The Role of Synchrony in Relationship Satisfaction
It’s been shown in research, and also fits with common sense, that couples who are in sync are generally happier. Either their in-sync-ness causes them to be happier, or because they’re happier, they tend to share the same sunny optimism about life, each other, and their relationship. The question is why.
According to a new study by Johannes Gutenberg University Mainz psychologist Louisa Scheling and colleagues (2025), a quality known as “state relationship satisfaction” can be used to describe the way that people feel toward their relationship (and each other) at any given moment. Overall or “trait” satisfaction is most often what researchers study, but it’s this more variable quality that they should be looking at as well.
Think about how these differ, especially if you imagine yourself rating your own relationship. Someone asks you to rate your general satisfaction with your partner. It’s an abstract idea, but you’ll ballpark it as perhaps an 8 or 9 out of 10. What if they ask you to rate your satisfaction at this moment or within the past day? Now you conjure up that image of your partner skulking off to text a friend, and your rating shoots down to a 2 or 3. Sure, you love your partner and are generally happy. But not today.
The German research team believes that relationship researchers miss the mark when they fail to trace these more volatile types of relationship satisfaction. They advocate using a “within-day perspective” to “improve the understanding of the dynamics of relationship satisfaction in couples’ daily lives.” This could ultimately generate “insights into whether variability even exists and matters for the relationship.”
Tracking Couple Synchrony
To fix the flaws of previous studies, the authors used a two-pronged approach. First, they tackled variability across a 14-day period in nearly 600 long-term couples (studied for 2 years). Next, they went on to examine variability within days in a sample of 150 younger couples (followed for 6 months). Couple synchrony was defined as occurring when both partners showed the same exact pattern of variability across the time period.

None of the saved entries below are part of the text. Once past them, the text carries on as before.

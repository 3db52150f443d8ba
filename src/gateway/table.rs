use super::{AcpiObject, MethodTransport};
use crate::error::{Error, Result};
use serde::{Deserialize, Serialize};
use std::collections::BTreeMap;
use std::path::Path;
use std::sync::{Mutex, PoisonError};

/// Behaviour of one emulated firmware method.
#[derive(Debug, Clone, PartialEq, Eq, Serialize, Deserialize)]
#[serde(rename_all = "snake_case")]
pub enum FirmwareMethod {
    /// Returns this integer.
    Value(u64),
    /// Stores its argument as the value of the named method and returns 1.
    Store(String),
    /// Returns a string object.
    Text(String),
    /// Completes without returning an object.
    Empty,
    /// Fails with this status.
    Fail(String),
}

/// On-disk form: a `[methods]` table keyed by method name.
///
/// ```toml
/// [methods]
/// MXDS = { value = 1 }
/// MXDM = { store = "MXDS" }
/// DGPU = { fail = "AE_AML_NO_RETURN_VALUE" }
/// ```
#[derive(Debug, Clone, Default, Serialize, Deserialize)]
#[serde(default)]
pub struct FirmwareTable {
    pub methods: BTreeMap<String, FirmwareMethod>,
}

/// In-memory firmware: answers calls from a method table and records them.
///
/// Methods missing from the table fail with `AE_NOT_FOUND`, as they would
/// on a machine whose DSDT doesn't define them.
#[derive(Debug, Default)]
pub struct TableTransport {
    methods: Mutex<BTreeMap<String, FirmwareMethod>>,
    calls: Mutex<Vec<(String, u32)>>,
}

impl TableTransport {
    pub fn new(methods: impl IntoIterator<Item = (String, FirmwareMethod)>) -> Self {
        Self {
            methods: Mutex::new(methods.into_iter().collect()),
            calls: Mutex::new(Vec::new()),
        }
    }

    pub fn from_table(table: FirmwareTable) -> Self {
        Self::new(table.methods)
    }

    pub fn load(path: &Path) -> Result<Self> {
        let content = std::fs::read_to_string(path).map_err(|source| Error::SysfsRead {
            path: path.to_path_buf(),
            source,
        })?;
        let table: FirmwareTable = toml::from_str(&content).map_err(|e| Error::Parse {
            path: path.to_path_buf(),
            detail: e.to_string(),
        })?;
        Ok(Self::from_table(table))
    }

    /// Replace (or add) a method, e.g. to simulate firmware breaking.
    pub fn set_method(&self, name: &str, method: FirmwareMethod) {
        self.methods
            .lock()
            .unwrap_or_else(PoisonError::into_inner)
            .insert(name.to_string(), method);
    }

    /// Current integer value of a `Value` method.
    pub fn value(&self, name: &str) -> Option<u64> {
        match self
            .methods
            .lock()
            .unwrap_or_else(PoisonError::into_inner)
            .get(name)
        {
            Some(FirmwareMethod::Value(v)) => Some(*v),
            _ => None,
        }
    }

    /// Every call made so far, in order.
    pub fn calls(&self) -> Vec<(String, u32)> {
        self.calls
            .lock()
            .unwrap_or_else(PoisonError::into_inner)
            .clone()
    }
}

impl MethodTransport for TableTransport {
    fn is_bound(&self) -> bool {
        true
    }

    fn evaluate(&self, method: &str, arg: u32) -> std::result::Result<Option<AcpiObject>, String> {
        self.calls
            .lock()
            .unwrap_or_else(PoisonError::into_inner)
            .push((method.to_string(), arg));

        let mut methods = self.methods.lock().unwrap_or_else(PoisonError::into_inner);
        let Some(behaviour) = methods.get(method).cloned() else {
            return Err("AE_NOT_FOUND".to_string());
        };

        match behaviour {
            FirmwareMethod::Value(v) => Ok(Some(AcpiObject::Integer(v))),
            FirmwareMethod::Store(target) => {
                methods.insert(target, FirmwareMethod::Value(u64::from(arg)));
                Ok(Some(AcpiObject::Integer(1)))
            }
            FirmwareMethod::Text(s) => Ok(Some(AcpiObject::String(s))),
            FirmwareMethod::Empty => Ok(None),
            FirmwareMethod::Fail(status) => Err(status),
        }
    }
}

#[cfg(test)]
mod tests {
    use super::*;

    #[test]
    fn test_store_updates_target() {
        let fw = TableTransport::new([
            ("MXDS".to_string(), FirmwareMethod::Value(1)),
            ("MXDM".to_string(), FirmwareMethod::Store("MXDS".to_string())),
        ]);

        assert_eq!(fw.evaluate("MXDM", 0), Ok(Some(AcpiObject::Integer(1))));
        assert_eq!(fw.value("MXDS"), Some(0));
        assert_eq!(fw.evaluate("MXDS", 0), Ok(Some(AcpiObject::Integer(0))));
        assert_eq!(
            fw.calls(),
            vec![("MXDM".to_string(), 0), ("MXDS".to_string(), 0)]
        );
    }

    #[test]
    fn test_missing_method_not_found() {
        let fw = TableTransport::default();
        assert_eq!(fw.evaluate("GMUX", 0), Err("AE_NOT_FOUND".to_string()));
        assert_eq!(fw.calls().len(), 1);
    }

    #[test]
    fn test_load_from_toml() {
        let tmp = tempfile::tempdir().unwrap();
        let path = tmp.path().join("fw.toml");
        std::fs::write(
            &path,
            r#"
            [methods]
            GMUX = { value = 0 }
            SMUX = { store = "GMUX" }
            GDIS = { fail = "AE_AML_NO_RETURN_VALUE" }
            GSTR = { text = "dGPU" }
            NOOP = "empty"
            "#,
        )
        .unwrap();

        let fw = TableTransport::load(&path).unwrap();
        assert_eq!(fw.value("GMUX"), Some(0));
        assert_eq!(fw.evaluate("NOOP", 0), Ok(None));
        assert_eq!(
            fw.evaluate("GSTR", 0),
            Ok(Some(AcpiObject::String("dGPU".to_string())))
        );
        assert_eq!(
            fw.evaluate("GDIS", 0),
            Err("AE_AML_NO_RETURN_VALUE".to_string())
        );
    }

    #[test]
    fn test_load_invalid_toml() {
        let tmp = tempfile::tempdir().unwrap();
        let path = tmp.path().join("fw.toml");
        std::fs::write(&path, "[methods]\nGMUX = { bogus = 1 }\n").unwrap();
        assert!(matches!(TableTransport::load(&path), Err(Error::Parse { .. })));
    }
}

In their analyses, the authors took into account predictors of synchrony such as gender, age, relationship duration, attachment security (feeling lack of anxiety/avoidance), and self-esteem. The outcome measures were overall relationship (trait) satisfaction and breakup intentions.
Combining these approaches, the findings showed that couples indeed varied in their relationship satisfaction across and within days. Overall, there was a moderate to high overall level of couple synchrony in patterns of variability, meaning that couples swung from high to low in similar patterns. What intrigued the researchers was the fact that basically none of the demographic variables predicted variability in state relationship satisfaction, including age. It seems, then, that “variability is a common experience for most couples, even for those who have been in a relationship for decades.” In other words, relationships continue to have good and bad days, even those relationships that have stood the test of time.

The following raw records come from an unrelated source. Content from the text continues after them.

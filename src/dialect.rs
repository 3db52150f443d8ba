//! Static method-name table per vendor dialect, plus the cross-vendor
//! names tried when none of a dialect's methods answer.

use crate::vendor::VendorDialect;
use serde::Serialize;
use std::fmt;

#[derive(Debug, Clone, Copy, PartialEq, Eq, Hash, Serialize)]
#[serde(rename_all = "snake_case")]
pub enum ToggleKind {
    GpuMux,
    DgpuDisable,
    EgpuEnable,
}

impl ToggleKind {
    pub const ALL: [ToggleKind; 3] = [
        ToggleKind::GpuMux,
        ToggleKind::DgpuDisable,
        ToggleKind::EgpuEnable,
    ];

    pub fn name(self) -> &'static str {
        match self {
            ToggleKind::GpuMux => "gpu_mux",
            ToggleKind::DgpuDisable => "dgpu_disable",
            ToggleKind::EgpuEnable => "egpu_enable",
        }
    }

    pub(crate) fn index(self) -> usize {
        match self {
            ToggleKind::GpuMux => 0,
            ToggleKind::DgpuDisable => 1,
            ToggleKind::EgpuEnable => 2,
        }
    }
}

impl fmt::Display for ToggleKind {
    fn fmt(&self, f: &mut fmt::Formatter<'_>) -> fmt::Result {
        f.write_str(self.name())
    }
}

/// Get/set method names for one toggle under one dialect.
#[derive(Debug, Clone, Copy, PartialEq, Eq)]
pub struct MethodBinding {
    pub get: Option<&'static str>,
    pub set: Option<&'static str>,
}

const fn pair(get: &'static str, set: &'static str) -> Option<MethodBinding> {
    Some(MethodBinding {
        get: Some(get),
        set: Some(set),
    })
}

/// One row of the table: mux, dGPU-disable and eGPU-enable bindings.
struct DialectRow {
    gpu_mux: Option<MethodBinding>,
    dgpu_disable: Option<MethodBinding>,
    egpu_enable: Option<MethodBinding>,
}

const ASUS: DialectRow = DialectRow {
    gpu_mux: pair("MXDS", "MXDM"),
    dgpu_disable: pair("DGPU", "SDGP"),
    egpu_enable: pair("EGPU", "SEGP"),
};

const MSI: DialectRow = DialectRow {
    gpu_mux: pair("GMUX", "SMUX"),
    dgpu_disable: pair("GDIS", "SDIS"),
    egpu_enable: None,
};

const DELL_ALIENWARE: DialectRow = DialectRow {
    gpu_mux: pair("GFXS", "SFXS"),
    dgpu_disable: pair("GDDS", "SDDS"),
    egpu_enable: None,
};

const LENOVO: DialectRow = DialectRow {
    gpu_mux: pair("LGPU", "SLGP"),
    dgpu_disable: pair("LDGP", "SLDG"),
    egpu_enable: None,
};

/// Shared by every dialect without a row of its own.
const GENERIC: DialectRow = DialectRow {
    gpu_mux: pair("GMUX", "SMUX"),
    dgpu_disable: pair("_GPU", "SGPU"),
    egpu_enable: None,
};

fn row(dialect: VendorDialect) -> &'static DialectRow {
    match dialect {
        VendorDialect::Asus => &ASUS,
        VendorDialect::Msi => &MSI,
        VendorDialect::DellAlienware => &DELL_ALIENWARE,
        VendorDialect::Lenovo => &LENOVO,
        VendorDialect::Hp
        | VendorDialect::Acer
        | VendorDialect::GenericGaming
        | VendorDialect::Unknown => &GENERIC,
    }
}

/// Known binding for `toggle` under `dialect`, if any.
pub fn bindings_for(dialect: VendorDialect, toggle: ToggleKind) -> Option<MethodBinding> {
    let row = row(dialect);
    match toggle {
        ToggleKind::GpuMux => row.gpu_mux,
        ToggleKind::DgpuDisable => row.dgpu_disable,
        ToggleKind::EgpuEnable => row.egpu_enable,
    }
}

/// Method names tried, in order, when no dialect method answered.
pub const FALLBACK_METHODS: &[&str] = &["GMUX", "_GPU", "DGPU", "SGPU", "MXDS", "MXDM"];

const MUX_FRAGMENTS: &[&str] = &["MUX", "MXD"];
const GPU_FRAGMENTS: &[&str] = &["GPU"];

/// Which toggle a fallback method name most likely reads.
///
/// Mux fragments are checked first. Names matching neither return None.
pub fn classify_fallback(method: &str) -> Option<ToggleKind> {
    if MUX_FRAGMENTS.iter().any(|f| method.contains(f)) {
        Some(ToggleKind::GpuMux)
    } else if GPU_FRAGMENTS.iter().any(|f| method.contains(f)) {
        Some(ToggleKind::DgpuDisable)
    } else {
        None
    }
}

The one factor to rise to the top in terms of predicting variability in state satisfaction was perceived responsiveness of one’s partner. Here, the authors likened their findings to those on attachment theory in early life: “Just as a reliably available and responsive caregiver fosters stability and security in childhood, a consistently perceived responsive partner is essential for maintaining a stable and satisfying relationship in adulthood.”
Turning Variability Into Synchrony
You may still be wondering whether it’s good or bad for relationships to have good and bad days, even when couples agree on what’s good and what’s bad. As it turned out, couples experiencing high variability did seem to get fed up with their relationship, expressing more breakup intentions and lower overall satisfaction, but only for the short term. In the long run, these vicissitudes seemed to have no particularly positive or negative implications. A few bad days, even ones your partner feels are bad, probably won’t spell doom for a relationship.
Relationships Essential Reads
More important is the feeling that your partner can be trusted to be there for you and respond to your needs. Turning back to that great weekend day you were hoping to spend in romantic bliss, this one asynchronous day most likely won’t spell relationship doom. Continuously feeling that your partner doesn’t want to spend time with you (or listen to you express that desire) would be much more problematic.
It’s also good to know that you don’t have to be on the same page with your partner at all times, even with something as basic as your feelings of satisfaction. As long as you can discuss this mismatch, the chances are good it won’t be all that significant in the grand scheme of things.
To sum up, feeling that you and your partner share basic views of your relationship is important to your future as a couple. Your fulfillment will still be on solid ground as long as you can talk about the times when those views are temporarily out of kilter.